▸ Prompt
Begin with the line that has "self.db.transfers().get_transfer_for_rumour(rumour_id).await". Give it and every line after it again, exactly, through the end of the entries below.

▸ Data to use
------------------------------------

//! Store trait implementations over the PostgreSQL repositories

use async_trait::async_trait;
use std::sync::Arc;

use crate::database::DatabasePool;
use crate::error::StoreResult;
use crate::models::{
    ProfileId, Rumour, RumourId, RumourStatus, Transfer, UserId, Vote, VoteDirection, VoteTally,
};
use crate::store::{ProfileStore, RumourStore, TransferStore};

/// Serves every store role; transfer writes go through the elevated pool
#[derive(Clone)]
pub struct PgStore {
    db: Arc<DatabasePool>,
}

impl PgStore {
    pub fn new(db: Arc<DatabasePool>) -> Self {
        Self { db }
    }
}

#[async_trait]
impl RumourStore for PgStore {
    async fn get_rumour(&self, id: RumourId) -> StoreResult<Option<Rumour>> {
        self.db.rumours().get_rumour(id).await
    }

    async fn latest_pending_rumour(&self) -> StoreResult<Option<Rumour>> {
        self.db.rumours().latest_pending_rumour().await
    }

    async fn compare_and_set_tally(
        &self,
        id: RumourId,
        expected: VoteTally,
        new: VoteTally,
    ) -> StoreResult<bool> {
        self.db.rumours().compare_and_set_tally(id, expected, new).await
    }

    async fn overwrite_tally(&self, id: RumourId, tally: VoteTally) -> StoreResult<()> {
        self.db.rumours().overwrite_tally(id, tally).await
    }

    async fn transition_status(
        &self,
        id: RumourId,
        from: RumourStatus,
        to: RumourStatus,
    ) -> StoreResult<bool> {
        self.db.rumours().transition_status(id, from, to).await
    }

    async fn get_vote(&self, rumour_id: RumourId, user_id: UserId) -> StoreResult<Option<Vote>> {
        self.db.votes().get_vote(rumour_id, user_id).await
    }

    async fn upsert_vote(&self, vote: &Vote) -> StoreResult<Option<VoteDirection>> {
        self.db.votes().upsert_vote(vote).await
    }

    async fn count_votes(&self, rumour_id: RumourId) -> StoreResult<VoteTally> {
        self.db.votes().count_votes(rumour_id).await
    }
}

#[async_trait]
impl ProfileStore for PgStore {
    async fn increment_trust_score(&self, id: ProfileId, delta: i64) -> StoreResult<Option<i64>> {
        self.db.profiles().increment_trust_score(id, delta).await
    }

    async fn get_trust_score(&self, id: ProfileId) -> StoreResult<Option<i64>> {
        self.db.profiles().get_trust_score(id).await
    }

    async fn compare_and_set_trust_score(
        &self,
        id: ProfileId,
        expected: i64,
        new: i64,
    ) -> StoreResult<bool> {
        self.db
            .profiles()
            .compare_and_set_trust_score(id, expected, new)
            .await
    }
}

#[async_trait]
impl TransferStore for PgStore {
    async fn insert_transfer(&self, transfer: &Transfer) -> StoreResult<()> {
        self.db.transfers().insert_transfer(transfer).await
    }

    async fn get_transfer_for_rumour(&self, rumour_id: RumourId) -> StoreResult<Option<Transfer>> {
        self.db.transfers().get_transfer_for_rumour(rumour_id).await
    }

    async fn delete_transfer_for_rumour(&self, rumour_id: RumourId) -> StoreResult<bool> {
        self.db.transfers().delete_transfer_for_rumour(rumour_id).await
    }
}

------------------------------------

▸ Answer to the problem
        self.db.transfers().get_transfer_for_rumour(rumour_id).await
    }

    async fn delete_transfer_for_rumour(&self, rumour_id: RumourId) -> StoreResult<bool> {
        self.db.transfers().delete_transfer_for_rumour(rumour_id).await
    }
}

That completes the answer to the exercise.